登陆注册
19647600000002

第2章 THE ELIXIR OF LIFE(1)

One winter evening, in a princely palace at Ferrara, Don Juan Belvidero was giving a banquet to a prince of the house of Este.

A banquet in those times was a marvelous spectacle which only royal wealth or the power of a mightly [sic] lord could furnish forth. Seated about a table lit up with perfumed tapers, seven laughter-loving women were interchanging sweet talk. The white marble of the noble works of art about them stood out against the red stucco walls, and made strong contrasts with the rich Turkey carpets. Clad in satin, glittering with gold, and covered with gems less brilliant than their eyes, each told a tale of energetic passions as diverse as their styles of beauty. They differed neither in their ideas nor in their language; but the expression of their eyes, their glances, occasional gestures, or the tones of their voices supplied a commentary, dissolute, wanton, melancholy, or satirical, to their words.

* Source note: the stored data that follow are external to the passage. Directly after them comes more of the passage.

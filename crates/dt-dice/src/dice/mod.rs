//! Dice types and rolling.
//!
//! DiceTales uses the standard polyhedral set (d4 through d100). The d20 is
//! the game's universal default die and the only one with fumble semantics.

pub mod roll;
pub mod roller;

pub use roll::RollOutcome;
pub use roller::{DiceRoller, RandomSource};

use std::str::FromStr;

use serde::{Deserialize, Serialize};

use crate::error::DiceError;

/// A polyhedral die type.
#[derive(Debug, Clone, Copy, PartialEq, Eq, Hash, Default, Serialize, Deserialize)]
#[serde(rename_all = "lowercase")]
pub enum DieType {
    /// Four-sided die.
    D4,
    /// Six-sided die.
    D6,
    /// Eight-sided die.
    D8,
    /// Ten-sided die.
    D10,
    /// Twelve-sided die.
    D12,
    /// Twenty-sided die.
    #[default]
    D20,
    /// Percentile die (1-100).
    D100,
}

impl DieType {
    /// Every supported die, smallest first.
    pub const ALL: [DieType; 7] = [
        Self::D4,
        Self::D6,
        Self::D8,
        Self::D10,
        Self::D12,
        Self::D20,
        Self::D100,
    ];

    /// Returns the number of sides on this die.
    pub fn sides(self) -> u32 {
        match self {
            Self::D4 => 4,
            Self::D6 => 6,
            Self::D8 => 8,
            Self::D10 => 10,
            Self::D12 => 12,
            Self::D20 => 20,
            Self::D100 => 100,
        }
    }

    /// Map a side count back to its die type, if it is one of the canonical set.
    pub fn from_sides(sides: u32) -> Option<Self> {
        Self::ALL.into_iter().find(|d| d.sides() == sides)
    }
}

impl FromStr for DieType {
    type Err = DiceError;

    /// Parse a die from a string like "d20", "D6" or "d100".
    fn from_str(s: &str) -> Result<Self, Self::Err> {
        let normalized = s.trim().to_lowercase();
        normalized
            .strip_prefix('d')
            .and_then(|n| n.parse::<u32>().ok())
            .and_then(Self::from_sides)
            .ok_or_else(|| DiceError::UnknownDie(s.trim().to_string()))
    }
}

impl std::fmt::Display for DieType {
    fn fmt(&self, f: &mut std::fmt::Formatter<'_>) -> std::fmt::Result {
        write!(f, "d{}", self.sides())
    }
}

#[cfg(test)]
mod tests {
    use super::*;

    #[test]
    fn die_sides() {
        assert_eq!(DieType::D4.sides(), 4);
        assert_eq!(DieType::D6.sides(), 6);
        assert_eq!(DieType::D8.sides(), 8);
        assert_eq!(DieType::D10.sides(), 10);
        assert_eq!(DieType::D12.sides(), 12);
        assert_eq!(DieType::D20.sides(), 20);
        assert_eq!(DieType::D100.sides(), 100);
    }

    #[test]
    fn die_from_str() {
        assert_eq!("d20".parse::<DieType>(), Ok(DieType::D20));
        assert_eq!("D6".parse::<DieType>(), Ok(DieType::D6));
        assert_eq!(" d100 ".parse::<DieType>(), Ok(DieType::D100));
        assert_eq!(
            "d30".parse::<DieType>(),
            Err(DiceError::UnknownDie("d30".to_string()))
        );
        assert!("d1".parse::<DieType>().is_err());
        assert!("foo".parse::<DieType>().is_err());
    }

    #[test]
    fn from_sides_only_knows_canonical_dice() {
        assert_eq!(DieType::from_sides(12), Some(DieType::D12));
        assert_eq!(DieType::from_sides(7), None);
    }

    #[test]
    fn default_is_d20() {
        assert_eq!(DieType::default(), DieType::D20);
    }

    #[test]
    fn die_display() {
        assert_eq!(DieType::D20.to_string(), "d20");
        assert_eq!(DieType::D100.to_string(), "d100");
    }

    #[test]
    fn serializes_as_lowercase_name() {
        let json = serde_json::to_string(&DieType::D12).unwrap();
        assert_eq!(json, "\"d12\"");
        let back: DieType = serde_json::from_str("\"d4\"").unwrap();
        assert_eq!(back, DieType::D4);
    }
}
//! Dice engine for DiceTales.
//!
//! Provides the canonical die types, a uniform random source for rolling
//! them, immutable roll outcomes, and the five-tier severity classifier
//! that turns a roll into a narrative result.

pub mod dice;
pub mod error;
pub mod resolution;

pub use dice::{DiceRoller, DieType, RandomSource, RollOutcome};
pub use error::{DiceError, DiceResult};
pub use resolution::{SeverityTier, classify, classify_outcome};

One seemed to be saying--"The frozen heart of age might kindle at my beauty."

Another--"I love to lounge upon cushions, and think with rapture of my adorers."

A third, a neophyte at these banquets, was inclined to blush. "I feel remorse in the depths of my heart! I am a Catholic, and afraid of hell. But I love you, I love you so that I can sacrifice my hereafter to you."

The fourth drained a cup of Chian wine. "Give me a joyous life!" she cried; "I begin life afresh each day with the dawn. Forgetful of the past, with the intoxication of yesterday's rapture still upon me, I drink deep of life--a whole lifetime of pleasure and of love!"

The woman who sat next to Juan Belvidero looked at him with a feverish glitter in her eyes. She was silent. Then--"I should need no hired bravo to kill my lover if he forsook me!" she cried at last, and laughed, but the marvelously wrought gold comfit box in her fingers was crushed by her convulsive clutch.

"When are you to be Grand Duke?" asked the sixth. There was the frenzy of a Bacchante in her eyes, and her teeth gleamed between the lips parted with a smile of cruel glee.

"Yes, when is that father of yours going to die?" asked the seventh, throwing her bouquet at Don Juan with bewitching playfulness. It was a childish girl who spoke, and the speaker was wont to make sport of sacred things.

"Oh! don't talk about it," cried Don Juan, the young and handsome giver of the banquet. "There is but one eternal father, and, as ill luck will have it, he is mine."

The seven Ferrarese, Don Juan's friends, the Prince himself, gave a cry of horror. Two hundred years later, in the days of Louis XV., people of taste would have laughed at this witticism. Or was it, perhaps, that at the outset of an orgy there is a certain unwonted lucidity of mind? Despite the taper light, the clamor of the senses, the gleam of gold and silver, the fumes of wine, and the exquisite beauty of the women, there may perhaps have been in the depths of the revelers' hearts some struggling glimmer of reverence for things divine and human, until it was drowned in glowing floods of wine! Yet even then the flowers had been crushed, eyes were growing dull, and drunkenness, in Rabelais' phrase, had "taken possession of them down to their sandals."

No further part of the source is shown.